Oh, Carin, wasn’t that beautiful? I had been afraid of his disapproval, but now I seemed, in a way I cannot describe, almost more afraid of his approval. It was hard for me to stand his kindness when I had been so determined to go my way.

Then I heard Aunt Lorena talking, but for a moment or two my heart and brain were in such an uproar that I could not really make out what she was saying. But at last the words got through to me.

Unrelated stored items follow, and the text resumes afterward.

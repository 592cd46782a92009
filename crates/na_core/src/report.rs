use serde::{Deserialize, Serialize};

use crate::analysis::{ComparativeAnalysis, CoverageDifference, SentimentCounts, TopicOverlap};
use crate::types::{Article, SentimentLabel, TopicSet};

/// Placeholder the exported report carries in place of the audio itself.
pub const AUDIO_PLACEHOLDER: &str = "[Play Hindi Speech]";

#[derive(Debug, Clone, PartialEq, Serialize, Deserialize)]
pub struct ArticleReport {
    #[serde(rename = "Title")]
    pub title: String,
    #[serde(rename = "Summary")]
    pub summary: String,
    #[serde(rename = "Sentiment")]
    pub sentiment: SentimentLabel,
    #[serde(rename = "Topics")]
    pub topics: TopicSet,
}

#[derive(Debug, Clone, PartialEq, Serialize, Deserialize)]
pub struct ReportTopicOverlap {
    #[serde(rename = "Common Topics")]
    pub common_topics: TopicSet,
    #[serde(rename = "Most Frequent Topics")]
    pub most_frequent_topics: Vec<(String, usize)>,
}

#[derive(Debug, Clone, PartialEq, Serialize, Deserialize)]
pub struct ComparativeScore {
    #[serde(rename = "Sentiment Distribution")]
    pub sentiment_distribution: SentimentCounts,
    #[serde(rename = "Coverage Differences")]
    pub coverage_differences: Vec<CoverageDifference>,
    #[serde(rename = "Topic Overlap")]
    pub topic_overlap: ReportTopicOverlap,
}

/// The exported analysis document.
#[derive(Debug, Clone, PartialEq, Serialize, Deserialize)]
pub struct Report {
    #[serde(rename = "Company")]
    pub company: String,
    #[serde(rename = "Articles")]
    pub articles: Vec<ArticleReport>,
    #[serde(rename = "Comparative Sentiment Score")]
    pub comparative_sentiment_score: ComparativeScore,
    #[serde(rename = "Final Sentiment Analysis")]
    pub final_sentiment_analysis: String,
    #[serde(rename = "Audio")]
    pub audio: String,
}

impl Report {
    pub fn build(company: &str, articles: &[Article], analysis: &ComparativeAnalysis) -> Self {
        let TopicOverlap { common_topics } = analysis.topic_overlap.clone();
        Self {
            company: company.to_string(),
            articles: articles
                .iter()
                .map(|article| ArticleReport {
                    title: article.title.clone(),
                    summary: article.summary.clone(),
                    sentiment: article.sentiment.label(),
                    topics: article.topics.clone(),
                })
                .collect(),
            comparative_sentiment_score: ComparativeScore {
                sentiment_distribution: analysis.sentiment_counts.clone(),
                coverage_differences: analysis.coverage_differences.clone(),
                topic_overlap: ReportTopicOverlap {
                    common_topics,
                    most_frequent_topics: analysis
                        .common_topics
                        .iter()
                        .map(|tc| (tc.topic.clone(), tc.count))
                        .collect(),
                },
            },
            final_sentiment_analysis: analysis.final_sentiment_analysis.clone(),
            audio: AUDIO_PLACEHOLDER.to_string(),
        }
    }

    pub fn to_json_pretty(&self) -> crate::Result<String> {
        Ok(serde_json::to_string_pretty(self)?)
    }
}

// Keeps the company readable in file names while never producing a path
// separator or a `..` component.
fn file_stem(company: &str) -> String {
    company
        .chars()
        .map(|c| if c.is_alphanumeric() || matches!(c, ' ' | '-' | '_') { c } else { '_' })
        .collect()
}

/// `<company>_analysis.json`
pub fn report_file_name(company: &str) -> String {
    format!("{}_analysis.json", file_stem(company))
}

/// `<company>_summary_hindi.<extension>`
pub fn audio_file_name(company: &str, extension: &str) -> String {
    format!("{}_summary_hindi.{}", file_stem(company), extension)
}
use std::net::SocketAddr;
use std::path::PathBuf;
use std::str::FromStr;
use std::time::Duration;

use clap::Parser;
use na_core::{Error, Result};
use na_inference::models::{create_synthesizer, create_translator};
use na_news::{create_fetcher, handle_analyze, handle_cache, init_logging, list_companies, AnalyzeArgs, CacheCommands};
use na_news::{ManagerConfig, ReportManager};
use na_storage::{create_cache, CacheConfig, DEFAULT_CACHE_DIR};
use na_web::AppState;
use tracing::info;

#[derive(Debug, Clone, Copy, PartialEq, Eq)]
struct HumanDuration(Duration);

fn parse_number(digits: &str) -> std::result::Result<u64, String> {
    digits
        .parse::<u64>()
        .map_err(|_| format!("Invalid number in duration: {}", digits))
}

impl FromStr for HumanDuration {
    type Err = String;

    fn from_str(s: &str) -> std::result::Result<Self, Self::Err> {
        let mut total_seconds = 0u64;
        let mut current_number = String::new();
        let mut has_unit = false;

        for c in s.chars() {
            if c.is_ascii_digit() {
                current_number.push(c);
            } else if !current_number.is_empty() {
                let num = parse_number(&current_number)?;
                let unit = match c {
                    's' => 1,
                    'm' => 60,
                    'h' => 3600,
                    'd' => 86400,
                    _ => return Err(format!("Invalid duration unit: {}", c)),
                };
                total_seconds = num
                    .checked_mul(unit)
                    .and_then(|seconds| total_seconds.checked_add(seconds))
                    .ok_or_else(|| format!("Duration too large: {}", s))?;
                current_number.clear();
                has_unit = true;
            } else if !c.is_whitespace() {
                return Err(format!("Invalid character in duration: {}", c));
            }
        }

        // A trailing bare number counts as seconds
        if !current_number.is_empty() {
            total_seconds = total_seconds
                .checked_add(parse_number(&current_number)?)
                .ok_or_else(|| format!("Duration too large: {}", s))?;
            has_unit = true;
        }

        if !has_unit {
            return Err("Duration must include a number".to_string());
        }

        Ok(HumanDuration(Duration::from_secs(total_seconds)))
    }
}

#[derive(Parser, Debug)]
#[command(name = "na", author, version, about = "Company news sentiment reports", long_about = None)]
pub struct Cli {
    /// Cache backend: file or memory
    #[arg(long, global = true, default_value = "file")]
    storage: String,
    #[arg(long, global = true, env = "NA_CACHE_DIR", default_value = DEFAULT_CACHE_DIR)]
    cache_dir: PathBuf,
    /// Translation service: google or dummy
    #[arg(long, global = true, default_value = "google")]
    translator: String,
    /// Speech service: google or dummy
    #[arg(long, global = true, default_value = "google")]
    speech: String,
    /// Refetch cached companies older than this (e.g. 30m, 6h, 1d)
    #[arg(long, global = true)]
    cache_max_age: Option<HumanDuration>,
    #[command(subcommand)]
    command: Commands,
}

#[derive(clap::Subcommand, Debug)]
enum Commands {
    /// Fetch, analyze and report on a company's recent news
    Analyze(AnalyzeArgs),
    /// List the preset companies
    Companies,
    /// Manage the article cache
    Cache {
        #[command(subcommand)]
        command: CacheCommands,
    },
    /// Serve the report API over HTTP
    Serve {
        #[arg(long, default_value = "127.0.0.1:3000")]
        addr: SocketAddr,
    },
}

impl Cli {
    async fn build_manager(&self) -> Result<ReportManager> {
        let cache = create_cache(&self.storage, &CacheConfig::new(&self.cache_dir)).await?;
        info!("💾 Cache initialized (using {} at {})", self.storage, self.cache_dir.display());

        let fetcher = create_fetcher("google-news")?;
        let translator = create_translator(&self.translator)?;
        let speech = create_synthesizer(&self.speech)?;
        info!(
            "🧠 Collaborators: {} / {} / {}",
            fetcher.name(),
            translator.name(),
            speech.name()
        );

        let cache_max_age = self
            .cache_max_age
            .map(|d| chrono::Duration::from_std(d.0))
            .transpose()
            .map_err(|e| Error::InvalidRequest(format!("cache max age out of range: {}", e)))?;

        Ok(ReportManager::new(
            cache,
            fetcher,
            translator,
            speech,
            ManagerConfig {
                cache_max_age,
                ..ManagerConfig::default()
            },
        ))
    }
}

#[tokio::main]
async fn main() -> Result<()> {
    init_logging("info");
    let cli = Cli::parse();

    match &cli.command {
        Commands::Companies => list_companies(),
        Commands::Analyze(args) => {
            let manager = cli.build_manager().await?;
            handle_analyze(args.clone(), &manager).await?;
        }
        Commands::Cache { command } => {
            let manager = cli.build_manager().await?;
            handle_cache(command.clone(), &manager).await?;
        }
        Commands::Serve { addr } => {
            let manager = cli.build_manager().await?;
            na_web::serve(*addr, AppState::new(manager)).await?;
        }
    }

    Ok(())
}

“We know, Azalea, many things which you, perhaps, do not give us credit for knowing. We know that you are full of ambition and that the life here seems meaningless to you. Life has trained you in a different school from what it has us. We believe if you had waited, you would have come to see opportunities for great good in this life here, but since it truly does not appeal to you, I for one think you ought to be allowed to go your way and live the life you like. I know—we know—that there lies behind this resolution your determination to have a free choice in other matters than your vocation. Am I not right in this?”

“Yes,” I said, and found the courage to look straight into her eyes.

“I do not blame you,” she said. “I married the man I loved, and I believe every woman should do that if she can.”